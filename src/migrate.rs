use anyhow::Result;
use sqlx::SqlitePool;

use crate::config::Config;
use crate::db;

pub async fn run_migrations(config: &Config) -> Result<()> {
    let pool = db::connect(config).await?;
    apply(&pool).await?;
    pool.close().await;
    Ok(())
}

/// Creates every table and index. Safe to run repeatedly.
pub async fn apply(pool: &SqlitePool) -> Result<()> {
    // Stored documentation units, keyed by the caller's source file
    sqlx::query(
        r#"
        CREATE TABLE IF NOT EXISTS documents (
            id INTEGER PRIMARY KEY AUTOINCREMENT,
            source_file TEXT NOT NULL UNIQUE,
            title TEXT NOT NULL,
            slug TEXT NOT NULL,
            excerpt TEXT NOT NULL DEFAULT '',
            content TEXT NOT NULL,
            post_type TEXT NOT NULL,
            status TEXT NOT NULL,
            sync_hash TEXT NOT NULL DEFAULT '',
            sync_timestamp TEXT NOT NULL DEFAULT '',
            filesize INTEGER NOT NULL DEFAULT 0,
            created_at INTEGER NOT NULL,
            updated_at INTEGER NOT NULL
        )
        "#,
    )
    .execute(pool)
    .await?;

    sqlx::query(
        r#"
        CREATE TABLE IF NOT EXISTS platform_terms (
            id INTEGER PRIMARY KEY AUTOINCREMENT,
            taxonomy TEXT NOT NULL,
            slug TEXT NOT NULL,
            name TEXT NOT NULL,
            UNIQUE(taxonomy, slug)
        )
        "#,
    )
    .execute(pool)
    .await?;

    sqlx::query(
        r#"
        CREATE TABLE IF NOT EXISTS document_terms (
            document_id INTEGER NOT NULL,
            term_id INTEGER NOT NULL,
            PRIMARY KEY (document_id, term_id),
            FOREIGN KEY (document_id) REFERENCES documents(id),
            FOREIGN KEY (term_id) REFERENCES platform_terms(id)
        )
        "#,
    )
    .execute(pool)
    .await?;

    sqlx::query(
        r#"
        CREATE TABLE IF NOT EXISTS contact_submissions (
            id INTEGER PRIMARY KEY AUTOINCREMENT,
            name TEXT NOT NULL,
            email TEXT NOT NULL,
            message TEXT NOT NULL,
            created_at INTEGER NOT NULL
        )
        "#,
    )
    .execute(pool)
    .await?;

    sqlx::query("CREATE INDEX IF NOT EXISTS idx_document_terms_term ON document_terms(term_id)")
        .execute(pool)
        .await?;
    sqlx::query("CREATE INDEX IF NOT EXISTS idx_documents_slug ON documents(slug)")
        .execute(pool)
        .await?;

    Ok(())
}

__What you need to do__: Copy from the entries only those lines that hold the word "slug".

__Answer section__:
            slug TEXT NOT NULL,
            slug TEXT NOT NULL,
            UNIQUE(taxonomy, slug)
    sqlx::query("CREATE INDEX IF NOT EXISTS idx_documents_slug ON documents(slug)")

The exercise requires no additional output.